Рената любила после долгих объятий лежать в постели и следить за тенью сигареты на потолке, лежать с открытыми глазами и грезить.
— Как было бы чудесно, — говорила она и при этом мечтала не о чем-то несбыточном, а о нашем будущем, которое мы могли бы создать силою веры и терпеливого труда. А в конце неизменно добавляла: — Да что там, ведь это одни мечты! — и разрушала причудливый узор от дыма сигареты, словно разрушая грезу...
— Стоит тебе захотеть, и мы будем счастливы, — возражал я.
Однажды вечером она приподнялась на локте и взглянула на мой лоб.
— Начинаешь лысеть. — Она погладила меня по виску. — Чувствую, ума и воли тебе не занимать!
— Тогда почему ты боишься мне довериться, Рената?
— Даже когда ты совсем облысеешь, ну, скажем, через двадцать лет, тебе будет сорок два, а мне ровно на десять больше.

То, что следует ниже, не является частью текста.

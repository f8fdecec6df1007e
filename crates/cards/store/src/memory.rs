//! In-memory reference backend.
//!
//! This adapter is deterministic and test-friendly. Production
//! deployments should use a disk- or object-storage-backed backend;
//! the memory backend exists so embedders and tests can resolve cards
//! without touching the filesystem.

use crate::backend::{ObjectStore, StorageBackend};
use crate::{StoreError, StoreResult};
use std::collections::{BTreeMap, HashMap};
use std::sync::{Arc, RwLock};

/// Identifier of the in-memory backend.
pub const MEMORY_BACKEND_ID: &str = "memory";

/// In-memory object store: a sorted map of path to bytes.
#[derive(Default)]
pub struct InMemoryObjectStore {
    objects: RwLock<BTreeMap<String, Vec<u8>>>,
}

impl InMemoryObjectStore {
    pub fn new() -> Self {
        Self::default()
    }

    /// Store an object, replacing any previous content at the path.
    pub fn put(&self, path: impl Into<String>, bytes: impl Into<Vec<u8>>) -> StoreResult<()> {
        let mut guard = self
            .objects
            .write()
            .map_err(|_| StoreError::Backend("object map lock poisoned".to_string()))?;
        guard.insert(path.into(), bytes.into());
        Ok(())
    }
}

impl ObjectStore for InMemoryObjectStore {
    fn load(&self, path: &str) -> StoreResult<Vec<u8>> {
        let guard = self
            .objects
            .read()
            .map_err(|_| StoreError::Backend("object map lock poisoned".to_string()))?;
        guard
            .get(path)
            .cloned()
            .ok_or_else(|| StoreError::NotFound(path.to_string()))
    }

    fn list(&self, prefix: &str) -> StoreResult<Vec<String>> {
        let guard = self
            .objects
            .read()
            .map_err(|_| StoreError::Backend("object map lock poisoned".to_string()))?;
        // BTreeMap keys come out sorted already.
        Ok(guard
            .keys()
            .filter(|path| path.starts_with(prefix))
            .cloned()
            .collect())
    }
}

/// In-memory storage backend, handing out one shared store per root so
/// content seeded before resolution is visible to the resolved handle.
#[derive(Default)]
pub struct MemoryBackend {
    stores: RwLock<HashMap<String, Arc<InMemoryObjectStore>>>,
}

impl MemoryBackend {
    pub fn new() -> Self {
        Self::default()
    }

    /// The shared store for `root`, created on first use.
    pub fn store_for(&self, root: &str) -> StoreResult<Arc<InMemoryObjectStore>> {
        let mut guard = self
            .stores
            .write()
            .map_err(|_| StoreError::Backend("store map lock poisoned".to_string()))?;
        Ok(guard
            .entry(root.to_string())
            .or_insert_with(|| Arc::new(InMemoryObjectStore::new()))
            .clone())
    }
}

impl StorageBackend for MemoryBackend {
    fn id(&self) -> &str {
        MEMORY_BACKEND_ID
    }

    fn default_root(&self) -> Option<String> {
        // Memory roots are just namespaces; any fixed name will do.
        Some(MEMORY_BACKEND_ID.to_string())
    }

    fn open(&self, root: &str) -> StoreResult<Arc<dyn ObjectStore>> {
        Ok(self.store_for(root)?)
    }
}

#[cfg(test)]
mod tests {
    use super::*;

    #[test]
    fn test_put_and_load_round_trip() {
        let store = InMemoryObjectStore::new();
        store.put("a/b/card.html", b"<html/>".to_vec()).unwrap();
        assert_eq!(store.load("a/b/card.html").unwrap(), b"<html/>");
    }

    #[test]
    fn test_load_missing_is_not_found() {
        let store = InMemoryObjectStore::new();
        let err = store.load("nope").unwrap_err();
        assert!(matches!(err, StoreError::NotFound(_)));
    }

    #[test]
    fn test_list_filters_by_prefix_and_sorts() {
        let store = InMemoryObjectStore::new();
        store.put("t/cards/b.html", b"b".to_vec()).unwrap();
        store.put("t/cards/a.html", b"a".to_vec()).unwrap();
        store.put("other/c.html", b"c".to_vec()).unwrap();

        let listed = store.list("t/cards").unwrap();
        assert_eq!(listed, ["t/cards/a.html", "t/cards/b.html"]);
    }

    #[test]
    fn test_backend_shares_store_per_root() {
        let backend = MemoryBackend::new();
        let seeded = backend.store_for("ns").unwrap();
        seeded.put("x.html", b"x".to_vec()).unwrap();

        let opened = backend.open("ns").unwrap();
        assert_eq!(opened.load("x.html").unwrap(), b"x");

        let other = backend.open("different-ns").unwrap();
        assert!(matches!(
            other.load("x.html"),
            Err(StoreError::NotFound(_))
        ));
    }
}
//! Shared vocabulary for the workflow card access layer.
//!
//! This crate defines the types both the card store and the card client
//! speak:
//! - task pathspecs and the references/handles used to name a task
//! - per-card metadata and selection filters
//!
//! Design stance:
//! - references are a sum type, not runtime type inspection
//! - resolution scope is an explicit argument, not ambient state

#![deny(unsafe_code)]
#![warn(rust_2018_idioms)]

mod card;
mod pathspec;
mod task;

pub use card::{CardInfo, CardSelector};
pub use pathspec::{Pathspec, PathspecError};
pub use task::{MetadataEntry, TaskHandle, TaskRef, TaskScope};
//! In-memory task source.
//!
//! Deterministic reference implementation of the orchestration-client
//! seam, for tests and embedding. Deployments talking to a real
//! metadata service implement [`crate::TaskSource`] against it instead.

use crate::{ClientError, ClientResult, TaskSource};
use cards_types::{Pathspec, TaskHandle, TaskScope};
use std::collections::HashMap;
use std::sync::RwLock;

struct RegisteredTask {
    handle: TaskHandle,
    namespace: Option<String>,
}

/// Task source backed by a map of registered task handles.
#[derive(Default)]
pub struct InMemoryTaskSource {
    tasks: RwLock<HashMap<String, RegisteredTask>>,
}

impl InMemoryTaskSource {
    pub fn new() -> Self {
        Self::default()
    }

    /// Register a task visible in every scope.
    pub fn register(&self, handle: TaskHandle) {
        self.insert(handle, None);
    }

    /// Register a task under a namespace; a `Named` scope must match it.
    pub fn register_namespaced(&self, handle: TaskHandle, namespace: impl Into<String>) {
        self.insert(handle, Some(namespace.into()));
    }

    fn insert(&self, handle: TaskHandle, namespace: Option<String>) {
        if let Ok(mut guard) = self.tasks.write() {
            guard.insert(
                handle.pathspec().to_string(),
                RegisteredTask { handle, namespace },
            );
        }
    }
}

impl TaskSource for InMemoryTaskSource {
    fn task(&self, pathspec: &Pathspec, scope: &TaskScope) -> ClientResult<TaskHandle> {
        let guard = self
            .tasks
            .read()
            .map_err(|_| ClientError::Collaborator("task map lock poisoned".to_string()))?;
        let registered = guard
            .get(&pathspec.to_string())
            .ok_or_else(|| ClientError::TaskNotFound(pathspec.clone()))?;
        match scope {
            TaskScope::Unrestricted => Ok(registered.handle.clone()),
            TaskScope::Named(namespace) => {
                if registered.namespace.as_deref() == Some(namespace.as_str()) {
                    Ok(registered.handle.clone())
                } else {
                    // Scoped lookups do not see tasks outside their namespace.
                    Err(ClientError::TaskNotFound(pathspec.clone()))
                }
            }
        }
    }
}

#[cfg(test)]
mod tests {
    use super::*;

    fn make_task(pathspec: &str) -> TaskHandle {
        TaskHandle::new(pathspec.parse().unwrap()).with_metadata("ds-type", "memory")
    }

    #[test]
    fn test_unrestricted_scope_matches_any_namespace() {
        let source = InMemoryTaskSource::new();
        source.register_namespaced(make_task("MyFlow/123/start/456"), "user:someone");

        let ps: Pathspec = "MyFlow/123/start/456".parse().unwrap();
        let handle = source.task(&ps, &TaskScope::Unrestricted).unwrap();
        assert_eq!(handle.pathspec(), &ps);
    }

    #[test]
    fn test_named_scope_must_match() {
        let source = InMemoryTaskSource::new();
        source.register_namespaced(make_task("MyFlow/123/start/456"), "user:someone");

        let ps: Pathspec = "MyFlow/123/start/456".parse().unwrap();
        let matched = source.task(&ps, &TaskScope::Named("user:someone".to_string()));
        assert!(matched.is_ok());

        let mismatched = source.task(&ps, &TaskScope::Named("user:other".to_string()));
        assert!(matches!(mismatched, Err(ClientError::TaskNotFound(_))));
    }

    #[test]
    fn test_unknown_task_is_not_found() {
        let source = InMemoryTaskSource::new();
        let ps: Pathspec = "MyFlow/123/start/456".parse().unwrap();
        assert!(matches!(
            source.task(&ps, &TaskScope::Unrestricted),
            Err(ClientError::TaskNotFound(_))
        ));
    }
}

Понял теперь? — с обидой ответила она.
— Что значат десять лет, подумаешь, какая большая разница! — рассердился я. — Просто ты меня не любишь!..
Она, точно обессилев, снова упала на подушку и уставилась в потолок.
— Одной любви мало. Я буду для тебя обузой... Если б еще не Витторио!..
Мысль о сыне преследовала ее неотступно.
— Если бы не Витторио! — каждый раз повторяла она.
Наконец, в один из вечеров она внезапно вскочила и, как была, подбежала к зеркалу — кто бы подумал, что у нее повреждено бедро, — и стала ожесточенно причесываться.
— Прекрати эти разговоры, иначе я больше не приду.
Я подошел к ней, отнял гребень и стал нежно расчесывать ее длинные волосы, которые я всегда расплетал в минуты любви. Понемногу она успокоилась. Она призналась мне, что за несколько дней до нашей встречи собиралась постричься под мальчика, убежденная, что ее старомодная прическа никогда не понравится ни одному мужчине.
— Как хорошо, что ты этого не сделала!
— Но никто из мужчин на меня больше не смотрел, — защищалась она.
— Потому что мужчины — глупцы!.. Гоняются за девушками — думают, что чем они моложе, тем страстнее будут в любви. Глупцы, все до единого! Не знают даже, что девушки любят, чтобы их любили, желали, хотят получать, ничего не давая взамен.
— Откуда такая опытность? — воскликнула Рената, задетая за живое.
Я и сам удивлялся собственным утверждениям — разве я действительно столь многоопытен? Не Рената ли вдохновляла меня не только на эти банальные сентенции, но и на выспренние, красивые фразы о любви, которые я шептал ей, прижимаясь губами к ее губам?! Эти же фразы она потом сама страстно шептала мне на ухо.
Мы как-то незаметно стали объясняться, о чем бы ни зашел разговор, на нежном языке, понятном лишь нам одним. Однажды вечером Рената рассказала мне, к каким уловкам она прибегает, чтобы не забеременеть.